GOAL OF THE EXERCISE: Write out exactly the lines below that run from the one containing "walk it home." through the one containing "let home = player.motion().initial();", both included, with no other lines.

[Collected data]

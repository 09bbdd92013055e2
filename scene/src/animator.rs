//! Destination sequencing on top of [`SceneState`].
//!
//! Each entity plays one destination at a time. Beginning a destination
//! resolves its target, then every leg emits draw commands and schedules a
//! `Wake::Leg` on the clock at the leg's end. `advance` pops due wakes in
//! `(due, sequence)` order; a wake for a removed entity, or one scheduled
//! under an older generation, is dropped without effect.
//!
//! Matches hold their queue until full. The player whose `JoinMatch` arrival
//! fills a match releases it, whichever order the players arrive in.

#[cfg(test)]
#[path = "animator_test.rs"]
mod animator_test;

use crate::clock::{TimerId, Wake};
use crate::geom::Point;
use crate::layout::jitter_within;
use crate::matches::{Match, MatchState};
use crate::motion::{Animatable, Arrival, ContainerRef, Destination, Leg, LegStart, Motion, Step, Target};
use crate::player::PlayerState;
use crate::reconcile::HasBounds;
use crate::render::{DrawCommand, NodeId};
use crate::state::SceneState;

impl SceneState {
    fn motion_mut(&mut self, node: &NodeId) -> Option<&mut Motion> {
        match node {
            NodeId::Player(id) => self.players.get_mut(id).map(Animatable::motion_mut),
            NodeId::Match(id) => self.matches.get_mut(id).map(Animatable::motion_mut),
            _ => None,
        }
    }

    /// Queue a destination for a player or match; an idle entity starts it
    /// at once. Returns false for an unknown entity.
    pub fn add_destination(&mut self, node: &NodeId, destination: Destination) -> bool {
        let Some(motion) = self.motion_mut(node) else {
            tracing::debug!(?node, "destination for unknown entity");
            return false;
        };
        motion.enqueue(destination);
        self.start_next(node);
        true
    }

    fn may_start(&self, node: &NodeId) -> bool {
        match node {
            NodeId::Match(id) => self.matches.get(id).is_some_and(Match::is_full),
            _ => true,
        }
    }

    /// Begin the head of the queue if the entity is idle and allowed to move.
    pub(crate) fn start_next(&mut self, node: &NodeId) {
        while self.may_start(node) {
            let Some(motion) = self.motion_mut(node) else {
                return;
            };
            if motion.is_animating() {
                return;
            }
            let Some(destination) = motion.take_next() else {
                return;
            };
            match self.resolve(&destination.target) {
                Some(to) => {
                    self.begin(node, destination, to);
                    return;
                }
                None => tracing::debug!(?node, target = ?destination.target, "skipping destination to missing target"),
            }
        }
    }

    fn resolve(&mut self, target: &Target) -> Option<Point> {
        let container = match target {
            Target::Point(at) => return Some(*at),
            Target::Container(container) => container,
        };
        let bounds = match container {
            ContainerRef::Config(ident) => self.configs.get_by_name_or_arn(ident).map(HasBounds::bounds),
            ContainerRef::Queue(ident) => self.queues.get_by_name_or_arn(ident).map(HasBounds::bounds),
            ContainerRef::Instance(id) => self.fleets.instance(id).map(HasBounds::bounds),
            ContainerRef::Match(id) => {
                let now = self.clock.now_ms();
                return self.matches.get(id).map(|m| m.motion().position_at(now));
            }
        }?;
        Some(jitter_within(bounds, self.config.jitter, &mut self.rng))
    }

    fn begin(&mut self, node: &NodeId, destination: Destination, to: Point) {
        let timing = self.timing();
        let now = self.clock.now_ms();
        let Some(motion) = self.motion_mut(node) else {
            return;
        };
        let start = motion.begin(destination, to, now, timing);
        let generation = motion.generation();
        self.issue_leg(node, generation, start);
    }

    fn issue_leg(&mut self, node: &NodeId, generation: u64, start: LegStart) {
        match start.leg {
            Leg::Delay => {}
            Leg::Horizontal | Leg::Vertical => {
                if let Some(clip) = start.clip {
                    self.commands.push(DrawCommand::PlayClip { node: node.clone(), clip });
                    self.commands.push(DrawCommand::Tween {
                        node: node.clone(),
                        to: start.to,
                        duration_ms: start.duration_ms,
                    });
                }
            }
            Leg::FadeOut => {
                self.commands.push(DrawCommand::FadeOut { node: node.clone(), duration_ms: start.duration_ms });
            }
        }
        let due = self.clock.now_ms() + start.duration_ms;
        self.clock.schedule(due, Wake::Leg { node: node.clone(), generation });
    }

    fn on_leg_complete(&mut self, node: &NodeId, generation: u64) {
        let timing = self.timing();
        let now = self.clock.now_ms();
        let Some(motion) = self.motion_mut(node) else {
            tracing::trace!(?node, "wake for removed entity");
            return;
        };
        if motion.generation() != generation {
            tracing::trace!(?node, generation, "stale wake");
            return;
        }
        let Some(step) = motion.finish_leg(now, timing) else {
            return;
        };
        if let NodeId::Match(match_id) = node {
            self.sync_members(match_id);
        }

        match step {
            Step::Leg(start) => self.issue_leg(node, generation, start),
            Step::Arrived(arrival) => {
                if let Some(arrival) = arrival {
                    self.apply_arrival(node, arrival);
                }
                self.start_next(node);
            }
        }
    }

    fn apply_arrival(&mut self, node: &NodeId, arrival: Arrival) {
        match (arrival, node) {
            (Arrival::JoinMatch { match_id }, NodeId::Player(player_id)) => self.join_match(player_id, &match_id),
            (Arrival::HandOff, NodeId::Match(match_id)) => self.hand_off(match_id),
            (arrival, node) => tracing::debug!(?arrival, ?node, "arrival does not apply to entity"),
        }
    }

    /// Cancel whatever the entity is doing and move it straight to `to`.
    /// Queued destinations resume after it arrives.
    pub fn move_to_coordinates(&mut self, node: &NodeId, to: Point) -> bool {
        let now = self.clock.now_ms();
        let Some(motion) = self.motion_mut(node) else {
            return false;
        };
        if motion.cancel(now) {
            self.commands.push(DrawCommand::StopTweens { node: node.clone() });
        }
        self.begin(node, Destination::point(to), to);
        true
    }

    /// Stop the in-flight destination where it is and drop the queue.
    pub(crate) fn halt(&mut self, node: &NodeId) {
        let now = self.clock.now_ms();
        let Some(motion) = self.motion_mut(node) else {
            return;
        };
        motion.clear_queue();
        if motion.cancel(now) {
            self.commands.push(DrawCommand::StopTweens { node: node.clone() });
        }
    }

    // =============================================================
    // Match membership
    // =============================================================

    /// Add a player to a match. Filling the match releases its queue.
    pub fn join_match(&mut self, player_id: &str, match_id: &str) {
        if !self.matches.contains(match_id) {
            let previous = self.players.get(player_id).and_then(|p| p.match_id.clone());
            if let Some(previous) = previous {
                self.leave_match(player_id, &previous);
            }
            if let Some(player) = self.players.get_mut(player_id) {
                player.state = PlayerState::WaitingForMatch;
                player.match_id = None;
            }
            tracing::debug!(%player_id, %match_id, "match gone before player arrived");
            return;
        }
        let previous = self.players.get(player_id).and_then(|p| p.match_id.clone());
        if let Some(previous) = previous.filter(|p| p != match_id) {
            self.leave_match(player_id, &previous);
        }

        let Some(m) = self.matches.get_mut(match_id) else {
            return;
        };
        let was_full = m.is_full();
        m.add_member(player_id);
        let filled = !was_full && m.is_full();
        if filled && m.state == MatchState::Forming {
            m.state = MatchState::Full;
        }
        let (members, expected) = (m.members().len(), m.expected);

        if let Some(player) = self.players.get_mut(player_id) {
            player.state = PlayerState::InMatch;
            player.match_id = Some(match_id.to_owned());
        }
        self.relayout_match(match_id);
        tracing::debug!(%player_id, %match_id, members, expected, "player joined match");

        if filled {
            tracing::info!(%match_id, members, "match full");
            self.start_next(&NodeId::Match(match_id.to_owned()));
        }
    }

    fn leave_match(&mut self, player_id: &str, match_id: &str) {
        let emptied = match self.matches.get_mut(match_id) {
            Some(m) => {
                m.remove_member(player_id);
                Some(m.members().is_empty())
            }
            None => None,
        };
        self.unparent_player(player_id);
        match emptied {
            Some(true) => {
                let now = self.clock.now_ms();
                self.matches.remove(match_id, now, &mut self.commands);
            }
            Some(false) => self.relayout_match(match_id),
            None => {}
        }
    }

    fn unparent_player(&mut self, player_id: &str) {
        let Some(player) = self.players.get_mut(player_id) else {
            return;
        };
        player.match_id = None;
        player.state = PlayerState::WaitingForMatch;
        let at = player.motion().position();
        self.commands.push(DrawCommand::Reparent { node: player.node(), parent: None, at });
    }

    /// Re-grid members under the match node and sync their positions.
    fn relayout_match(&mut self, match_id: &str) {
        let Some(m) = self.matches.get(match_id) else {
            return;
        };
        let parent = m.node();
        for (member, offset) in m.members().iter().zip(m.member_offsets()) {
            self.commands.push(DrawCommand::Reparent {
                node: NodeId::Player(member.clone()),
                parent: Some(parent.clone()),
                at: offset,
            });
        }
        self.sync_members(match_id);
    }

    fn sync_members(&mut self, match_id: &str) {
        let Some(m) = self.matches.get(match_id) else {
            return;
        };
        let center = m.motion().position();
        let placed: Vec<(String, Point)> = m
            .members()
            .iter()
            .zip(m.member_offsets())
            .map(|(id, offset)| (id.clone(), center.offset(offset)))
            .collect();
        for (id, at) in placed {
            if let Some(player) = self.players.get_mut(&id) {
                player.motion_mut().set_position(at);
            }
        }
    }

    /// Unparent every member and destroy the match. Members are left
    /// `WaitingForMatch`; returns their ids in join order.
    pub fn break_up_match(&mut self, match_id: &str) -> Vec<String> {
        let members = match self.matches.get_mut(match_id) {
            Some(m) => m.take_members(),
            None => return Vec::new(),
        };
        for id in &members {
            self.unparent_player(id);
        }
        let now = self.clock.now_ms();
        self.matches.remove(match_id, now, &mut self.commands);
        tracing::info!(%match_id, members = members.len(), "match broken up");
        members
    }

    /// Final arrival of a placed match: remove its players, then the match.
    fn hand_off(&mut self, match_id: &str) {
        let members = match self.matches.get_mut(match_id) {
            Some(m) => m.take_members(),
            None => return,
        };
        let now = self.clock.now_ms();
        for id in &members {
            self.players.remove(id, now, &mut self.commands);
        }
        self.matches.remove(match_id, now, &mut self.commands);
        tracing::info!(%match_id, players = members.len(), "match handed off");
    }

    /// Detach a player from its match, drop its queue and walk it home.
    pub fn reset_player(&mut self, player_id: &str) -> bool {
        let Some(match_id) = self.players.get(player_id).map(|p| p.match_id.clone()) else {
            return false;
        };
        if let Some(match_id) = match_id {
            self.leave_match(player_id, &match_id);
        }
        let Some(player) = self.players.get_mut(player_id) else {
            return false;
        };
        player.motion_mut().clear_queue();
        player.state = PlayerState::Reset;
        let home = player.motion().initial();
        tracing::debug!(%player_id, "player reset");
        self.move_to_coordinates(&NodeId::Player(player_id.to_owned()), home)
    }

    // =============================================================
    // Time
    // =============================================================

    /// Run the clock forward by `dt_ms`, firing due leg completions and
    /// timers in order. Returns the number of wakes processed.
    pub fn advance(&mut self, dt_ms: u64) -> usize {
        let until = self.clock.now_ms().saturating_add(dt_ms);
        let mut fired = 0;
        while let Some((due, wake)) = self.clock.pop_due(until) {
            self.clock.set_now(due);
            fired += 1;
            match wake {
                Wake::Leg { node, generation } => self.on_leg_complete(&node, generation),
                Wake::Timer { id } => self.fire_timer(id),
            }
        }
        self.clock.set_now(until);

        let evicted = self.reassembler.evict_expired(until);
        if !evicted.is_empty() {
            tracing::debug!(count = evicted.len(), "multipart buffers evicted");
        }
        fired
    }

    fn fire_timer(&mut self, id: TimerId) {
        if let Some(request) = self.clock.fire_timer(id) {
            tracing::trace!(%request, "poll");
            self.outbound.push(wire::request(&request));
        }
    }
}
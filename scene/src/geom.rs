#[cfg(test)]
#[path = "geom_test.rs"]
mod geom_test;

use serde::Serialize;

/// A point in scene coordinates.
#[derive(Debug, Clone, Copy, PartialEq, Default, Serialize)]
pub struct Point {
    pub x: f64,
    pub y: f64,
}

impl Point {
    #[must_use]
    pub fn new(x: f64, y: f64) -> Self {
        Self { x, y }
    }

    /// Component-wise sum.
    #[must_use]
    pub fn offset(self, by: Point) -> Self {
        Self { x: self.x + by.x, y: self.y + by.y }
    }

    /// Linear interpolation toward `to`; `t` is clamped to `0..=1`.
    #[must_use]
    pub fn lerp(self, to: Point, t: f64) -> Self {
        let t = t.clamp(0.0, 1.0);
        Self { x: self.x + (to.x - self.x) * t, y: self.y + (to.y - self.y) * t }
    }
}

/// Axis-aligned rectangle; `x`/`y` is the top-left corner.
#[derive(Debug, Clone, Copy, PartialEq, Default, Serialize)]
pub struct Rect {
    pub x: f64,
    pub y: f64,
    pub width: f64,
    pub height: f64,
}

impl Rect {
    #[must_use]
    pub fn new(x: f64, y: f64, width: f64, height: f64) -> Self {
        Self { x, y, width, height }
    }

    /// Square of side `size` centered on `center`.
    #[must_use]
    pub fn around(center: Point, size: f64) -> Self {
        Self { x: center.x - size / 2.0, y: center.y - size / 2.0, width: size, height: size }
    }

    #[must_use]
    pub fn center(&self) -> Point {
        Point { x: self.x + self.width / 2.0, y: self.y + self.height / 2.0 }
    }

    /// Inclusive containment test.
    #[must_use]
    pub fn contains(&self, p: Point) -> bool {
        p.x >= self.x && p.x <= self.x + self.width && p.y >= self.y && p.y <= self.y + self.height
    }

    /// Shrink from the top by `top` and from every side by `margin`.
    #[must_use]
    pub fn inset(&self, top: f64, margin: f64) -> Self {
        Self {
            x: self.x + margin,
            y: self.y + top + margin,
            width: (self.width - 2.0 * margin).max(0.0),
            height: (self.height - top - 2.0 * margin).max(0.0),
        }
    }
}
//! Destination queue and the per-entity leg state machine.
//!
//! Every animated entity owns a [`Motion`]: a FIFO of pending
//! [`Destination`]s and at most one in-flight destination. An in-flight
//! destination is played as a fixed sequence of legs:
//!
//! ```text
//! Delay (if delay_ms > 0) → Horizontal → Vertical → FadeOut (if disappearing) → Arrived
//! ```
//!
//! `Motion` only tracks positions and leg order. It never touches the clock
//! or the draw buffer; the animator turns each [`LegStart`] into draw
//! commands and a scheduled wake, and calls [`Motion::finish_leg`] when the
//! wake fires. Wakes carry the generation they were scheduled under, and
//! [`Motion::cancel`] bumps the generation so that every outstanding wake for
//! the cancelled destination is ignored.

#[cfg(test)]
#[path = "motion_test.rs"]
mod motion_test;

use std::collections::VecDeque;

use crate::consts::{DEFAULT_MOVE_SPEED, MS_PER_DISTANCE_UNIT};
use crate::geom::Point;
use crate::render::{Clip, NodeId};

/// A scene entity whose center a destination can target.
#[derive(Debug, Clone, PartialEq, Eq)]
pub enum ContainerRef {
    Config(String),
    Queue(String),
    Instance(String),
    Match(String),
}

/// Where a destination goes. Containers are resolved when the destination
/// begins, not when it is queued.
#[derive(Debug, Clone, PartialEq)]
pub enum Target {
    Point(Point),
    Container(ContainerRef),
}

/// Action applied by the scene when a destination arrives.
#[derive(Debug, Clone, PartialEq, Eq)]
pub enum Arrival {
    /// Add the arriving player to the match.
    JoinMatch { match_id: String },
    /// Tear down the arriving match and remove its players.
    HandOff,
}

#[derive(Debug, Clone, PartialEq)]
pub struct Destination {
    pub target: Target,
    pub delay_ms: u64,
    pub disappear_after: bool,
    pub on_arrive: Option<Arrival>,
}

impl Destination {
    #[must_use]
    pub fn to(target: Target) -> Self {
        Self { target, delay_ms: 0, disappear_after: false, on_arrive: None }
    }

    #[must_use]
    pub fn point(at: Point) -> Self {
        Self::to(Target::Point(at))
    }

    #[must_use]
    pub fn container(container: ContainerRef) -> Self {
        Self::to(Target::Container(container))
    }

    #[must_use]
    pub fn with_delay(mut self, delay_ms: u64) -> Self {
        self.delay_ms = delay_ms;
        self
    }

    /// Fade the entity out after it arrives.
    #[must_use]
    pub fn disappearing(mut self) -> Self {
        self.disappear_after = true;
        self
    }

    #[must_use]
    pub fn on_arrive(mut self, arrival: Arrival) -> Self {
        self.on_arrive = Some(arrival);
        self
    }
}

#[derive(Debug, Clone, Copy, PartialEq, Eq)]
pub enum Leg {
    Delay,
    Horizontal,
    Vertical,
    FadeOut,
}

/// Instructions for the leg that just started.
#[derive(Debug, Clone, Copy, PartialEq)]
pub struct LegStart {
    pub leg: Leg,
    /// Position at the end of the leg.
    pub to: Point,
    pub duration_ms: u64,
    /// Directional clip; `None` when the leg does not move.
    pub clip: Option<Clip>,
}

/// Result of finishing a leg.
#[derive(Debug, Clone, PartialEq)]
pub enum Step {
    Leg(LegStart),
    Arrived(Option<Arrival>),
}

/// Speed settings shared by every entity in a scene.
#[derive(Debug, Clone, Copy, PartialEq)]
pub struct Timing {
    pub move_speed: f64,
    pub fade_ms: u64,
}

/// Duration of a move along one axis.
///
/// `floor(|distance| * 12 / speed)`; a non-positive speed uses the default.
#[must_use]
#[allow(clippy::cast_possible_truncation, clippy::cast_sign_loss)]
pub fn axis_duration_ms(distance: f64, move_speed: f64) -> u64 {
    let speed = if move_speed > 0.0 { move_speed } else { DEFAULT_MOVE_SPEED };
    (distance.abs() * MS_PER_DISTANCE_UNIT / speed).floor() as u64
}

#[derive(Debug, Clone)]
struct InFlight {
    leg: Leg,
    resolved: Point,
    disappear_after: bool,
    on_arrive: Option<Arrival>,
    from: Point,
    to: Point,
    started_ms: u64,
    duration_ms: u64,
}

#[derive(Debug, Clone)]
pub struct Motion {
    position: Point,
    initial: Point,
    queue: VecDeque<Destination>,
    in_flight: Option<InFlight>,
    generation: u64,
    visible: bool,
}

impl Motion {
    /// An idle motion resting at `at`, which is also its initial position.
    #[must_use]
    pub fn new(at: Point) -> Self {
        Self { position: at, initial: at, queue: VecDeque::new(), in_flight: None, generation: 0, visible: true }
    }

    /// Position at the start of the current leg, or the resting position.
    #[must_use]
    pub fn position(&self) -> Point {
        self.position
    }

    /// Interpolated position at `now_ms`.
    #[must_use]
    #[allow(clippy::cast_precision_loss)]
    pub fn position_at(&self, now_ms: u64) -> Point {
        match &self.in_flight {
            Some(f) if f.duration_ms > 0 => {
                let t = now_ms.saturating_sub(f.started_ms) as f64 / f.duration_ms as f64;
                f.from.lerp(f.to, t)
            }
            _ => self.position,
        }
    }

    /// Position the entity was created at; `reset` returns here.
    #[must_use]
    pub fn initial(&self) -> Point {
        self.initial
    }

    #[must_use]
    pub fn is_animating(&self) -> bool {
        self.in_flight.is_some()
    }

    #[must_use]
    pub fn is_visible(&self) -> bool {
        self.visible
    }

    /// The leg currently playing, if any.
    #[must_use]
    pub fn current_leg(&self) -> Option<Leg> {
        self.in_flight.as_ref().map(|f| f.leg)
    }

    /// Number of destinations waiting behind the in-flight one.
    #[must_use]
    pub fn queued(&self) -> usize {
        self.queue.len()
    }

    #[must_use]
    pub fn generation(&self) -> u64 {
        self.generation
    }

    pub fn enqueue(&mut self, destination: Destination) {
        self.queue.push_back(destination);
    }

    pub fn take_next(&mut self) -> Option<Destination> {
        self.queue.pop_front()
    }

    pub fn clear_queue(&mut self) {
        self.queue.clear();
    }

    /// Raise the generation to at least `floor`, so wakes issued below it
    /// never match this motion.
    pub fn rebase(&mut self, floor: u64) {
        self.generation = self.generation.max(floor);
    }

    /// Teleport without animating. Cancels nothing.
    pub fn set_position(&mut self, at: Point) {
        self.position = at;
    }

    /// Stop the in-flight destination where it is and invalidate its wakes.
    ///
    /// Returns whether a destination was in flight. The queue is untouched.
    pub fn cancel(&mut self, now_ms: u64) -> bool {
        let was_animating = self.in_flight.is_some();
        if was_animating {
            self.position = self.position_at(now_ms);
            self.in_flight = None;
        }
        self.generation += 1;
        was_animating
    }

    /// Start playing `destination`, already resolved to `resolved`.
    ///
    /// Any in-flight destination must have been cancelled or finished first;
    /// a leftover one is replaced.
    pub fn begin(&mut self, destination: Destination, resolved: Point, now_ms: u64, timing: Timing) -> LegStart {
        self.visible = true;
        let first = if destination.delay_ms > 0 { Leg::Delay } else { Leg::Horizontal };
        self.in_flight = Some(InFlight {
            leg: first,
            resolved,
            disappear_after: destination.disappear_after,
            on_arrive: destination.on_arrive,
            from: self.position,
            to: self.position,
            started_ms: now_ms,
            duration_ms: destination.delay_ms,
        });
        self.start_leg(first, now_ms, timing)
    }

    /// Complete the current leg at `now_ms` and move to the next one.
    ///
    /// Returns `None` when nothing is in flight.
    pub fn finish_leg(&mut self, now_ms: u64, timing: Timing) -> Option<Step> {
        let (leg, to, disappear_after) = self.in_flight.as_ref().map(|f| (f.leg, f.to, f.disappear_after))?;
        self.position = to;
        let next = match leg {
            Leg::Delay => Some(Leg::Horizontal),
            Leg::Horizontal => Some(Leg::Vertical),
            Leg::Vertical if disappear_after => Some(Leg::FadeOut),
            Leg::Vertical | Leg::FadeOut => None,
        };

        match next {
            Some(next) => Some(Step::Leg(self.start_leg(next, now_ms, timing))),
            None => {
                if leg == Leg::FadeOut {
                    self.visible = false;
                }
                let arrival = self.in_flight.take().and_then(|f| f.on_arrive);
                Some(Step::Arrived(arrival))
            }
        }
    }

    fn start_leg(&mut self, leg: Leg, now_ms: u64, timing: Timing) -> LegStart {
        let from = self.position;
        let Some(flight) = self.in_flight.as_mut() else {
            return LegStart { leg, to: from, duration_ms: 0, clip: None };
        };
        let (to, duration_ms, clip) = match leg {
            Leg::Delay => (from, flight.duration_ms, None),
            Leg::Horizontal => {
                let dx = flight.resolved.x - from.x;
                (Point::new(flight.resolved.x, from.y), axis_duration_ms(dx, timing.move_speed), Clip::horizontal(dx))
            }
            Leg::Vertical => {
                let dy = flight.resolved.y - from.y;
                (Point::new(from.x, flight.resolved.y), axis_duration_ms(dy, timing.move_speed), Clip::vertical(dy))
            }
            Leg::FadeOut => (from, timing.fade_ms, None),
        };
        flight.leg = leg;
        flight.from = from;
        flight.to = to;
        flight.started_ms = now_ms;
        flight.duration_ms = duration_ms;
        LegStart { leg, to, duration_ms, clip }
    }
}

/// An entity driven by a [`Motion`].
pub trait Animatable {
    /// Entity kind used in logs and duplicate-id errors.
    const KIND: &'static str;

    fn id(&self) -> &str;
    fn node(&self) -> NodeId;
    fn motion(&self) -> &Motion;
    fn motion_mut(&mut self) -> &mut Motion;
}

EXERCISE ANSWER:
    /// Detach a player from its match, drop its queue and walk it home.
    pub fn reset_player(&mut self, player_id: &str) -> bool {
        let Some(match_id) = self.players.get(player_id).map(|p| p.match_id.clone()) else {
            return false;
        };
        if let Some(match_id) = match_id {
            self.leave_match(player_id, &match_id);
        }
        let Some(player) = self.players.get_mut(player_id) else {
            return false;
        };
        player.motion_mut().clear_queue();
        player.state = PlayerState::Reset;
        let home = player.motion().initial();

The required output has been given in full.